Toujours étonnant de clairvoyance, il nous manque… Heureusement, du reste, qu’il n’a pas connu les nouveaux manuels éducatifs à l’intention de nos enfants…

abee_pierre_31_01_2014.jpg
Abbé Pierre

Le Point : Comment expliquez-vous la portée qu'a eue votre appel de l'hiver 1954 ?

Abbé Pierre : Dans cette histoire, il y eut une logique étonnante. D'abord, je demande à un sénateur, Léo Hamon, de déposer un amendement pour qu'un milliard de francs de l'enveloppe prévue dans le budget de la reconstruction soit affecté aux logements d'urgence. Le texte est repoussé dans la nuit au Parlement à cause de l'ânerie du ministre chargé du dossier. Léo Hamon me téléphone pour me raconter la séance et à ce moment-là entre dans mon bureau un homme en larmes. Nous étions en train de bâtir pour cet homme, sa femme et leur bébé une petite maison et il m'annonce que son enfant est mort de froid dans la nuit... La nuit suivante, je ne dormais pas, je me lève, j'écris au ministre une lettre incendiaire que je porte au Figaro. Le ministre est venu à l'enterrement du bébé, contre l'avis de ses amis, en marchant tête nue, dans le froid, derrière la voiture à cheval portant le corbillard... Quelque temps plus tard, les compagnons me racontent comment la nuit précédente, en passant boulevard de Sébastopol, ils ont trouvé dans un tas de chiffons une vieille femme agonisant tenant dans ses mains l'avis d'expulsion de l'huissier... Et ils me disent : "Cela ne peut plus continuer comme cela !"

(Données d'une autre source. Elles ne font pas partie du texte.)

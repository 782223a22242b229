//! Local session snapshot storage.
//!
//! The device keeps at most one serialized [`User`] snapshot, stored under a
//! fixed key in a single JSON file. The snapshot is replaced wholesale on
//! sign-in and deleted wholesale on sign-out; there is no other local state.

use std::collections::BTreeMap;
use std::fs;
use std::path::PathBuf;

use thiserror::Error;

use crate::config::ClientConfig;
use crate::models::User;

/// Fixed key the session snapshot is stored under.
pub const SNAPSHOT_KEY: &str = "session_user";

/// Errors from local snapshot storage.
#[derive(Debug, Error)]
pub enum StoreError {
    /// Reading or writing the snapshot file failed.
    #[error("storage I/O error: {0}")]
    Io(#[from] std::io::Error),

    /// The snapshot file exists but does not decode.
    #[error("corrupt snapshot: {0}")]
    Serde(#[from] serde_json::Error),
}

/// Device-local key-value storage holding the session snapshot.
///
/// Implemented by [`JsonFileStore`] in production and by in-memory doubles
/// in tests. Operations are single, unsynchronized reads/writes; the session
/// manager is the only caller.
pub trait SnapshotStore {
    /// Load the persisted snapshot, if one exists.
    ///
    /// # Errors
    ///
    /// Returns `StoreError` if the file cannot be read or decoded. The
    /// session manager treats any error as a corrupt snapshot.
    fn load(&self) -> Result<Option<User>, StoreError>;

    /// Replace the snapshot wholesale.
    ///
    /// # Errors
    ///
    /// Returns `StoreError` if the file cannot be written.
    fn save(&self, user: &User) -> Result<(), StoreError>;

    /// Delete the snapshot wholesale. A no-op when none exists.
    ///
    /// # Errors
    ///
    /// Returns `StoreError` if the file cannot be removed.
    fn clear(&self) -> Result<(), StoreError>;
}

/// Snapshot store backed by one JSON file on disk.
#[derive(Debug, Clone)]
pub struct JsonFileStore {
    path: PathBuf,
}

impl JsonFileStore {
    /// Create a store at the configured snapshot path.
    #[must_use]
    pub fn new(config: &ClientConfig) -> Self {
        Self {
            path: config.snapshot_path.clone(),
        }
    }

    /// Create a store at an explicit path.
    #[must_use]
    pub fn at_path(path: impl Into<PathBuf>) -> Self {
        Self { path: path.into() }
    }
}

impl SnapshotStore for JsonFileStore {
    fn load(&self) -> Result<Option<User>, StoreError> {
        let contents = match fs::read_to_string(&self.path) {
            Ok(contents) => contents,
            Err(e) if e.kind() == std::io::ErrorKind::NotFound => return Ok(None),
            Err(e) => return Err(e.into()),
        };

        let mut entries: BTreeMap<String, User> = serde_json::from_str(&contents)?;
        Ok(entries.remove(SNAPSHOT_KEY))
    }

    fn save(&self, user: &User) -> Result<(), StoreError> {
        if let Some(parent) = self.path.parent()
            && !parent.as_os_str().is_empty()
        {
            fs::create_dir_all(parent)?;
        }

        let entries = BTreeMap::from([(SNAPSHOT_KEY, user)]);
        fs::write(&self.path, serde_json::to_vec_pretty(&entries)?)?;
        Ok(())
    }

    fn clear(&self) -> Result<(), StoreError> {
        match fs::remove_file(&self.path) {
            Ok(()) => Ok(()),
            Err(e) if e.kind() == std::io::ErrorKind::NotFound => Ok(()),
            Err(e) => Err(e.into()),
        }
    }
}

#[cfg(test)]
#[allow(clippy::unwrap_used)]
mod tests {
    use super::*;
    use crate::backend::Credential;
    use swiftdrop_core::{Email, UserId};

    fn sample_user() -> User {
        User::from_credential(Credential {
            uid: UserId::new("uid_store_test"),
            email: Email::parse("store@example.com").unwrap(),
        })
    }

    fn store_in(dir: &tempfile::TempDir) -> JsonFileStore {
        JsonFileStore::at_path(dir.path().join("session.json"))
    }

    #[test]
    fn test_load_missing_file_is_none() {
        let dir = tempfile::tempdir().unwrap();
        let store = store_in(&dir);
        assert!(store.load().unwrap().is_none());
    }

    #[test]
    fn test_save_then_load_round_trips() {
        let dir = tempfile::tempdir().unwrap();
        let store = store_in(&dir);
        let user = sample_user();

        store.save(&user).unwrap();
        assert_eq!(store.load().unwrap(), Some(user));
    }

    #[test]
    fn test_save_replaces_wholesale() {
        let dir = tempfile::tempdir().unwrap();
        let store = store_in(&dir);

        store.save(&sample_user()).unwrap();
        let mut replacement = sample_user();
        replacement.display_name = "Replacement".to_owned();
        store.save(&replacement).unwrap();

        assert_eq!(store.load().unwrap(), Some(replacement));
    }

    #[test]
    fn test_clear_removes_snapshot_and_is_idempotent() {
        let dir = tempfile::tempdir().unwrap();
        let store = store_in(&dir);

        store.save(&sample_user()).unwrap();
        store.clear().unwrap();
        assert!(store.load().unwrap().is_none());

        // Clearing again must not fail.
        store.clear().unwrap();
    }

    #[test]
    fn test_corrupt_file_is_an_error() {
        let dir = tempfile::tempdir().unwrap();
        let path = dir.path().join("session.json");
        fs::write(&path, "not json").unwrap();

        let store = JsonFileStore::at_path(path);
        assert!(matches!(store.load(), Err(StoreError::Serde(_))));
    }
}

C'est alors que vous avez décidé de lancer cet appel à la radio ?

Ce n'est pas moi qui ai eu l'idée. J'ai préparé un texte, nous avons téléphoné à la radio d'État, le speaker a d'abord refusé de le lire à l'antenne, puis, devant notre insistance, ému, il a cédé. Mais cet appel a été peu entendu. Nous avons foncé à travers Paris, en brûlant les feux rouges, jusqu'à Radio Luxembourg. Nous sommes arrivés une minute avant la clôture du journal. Et j'ai lu le texte, le même, au micro.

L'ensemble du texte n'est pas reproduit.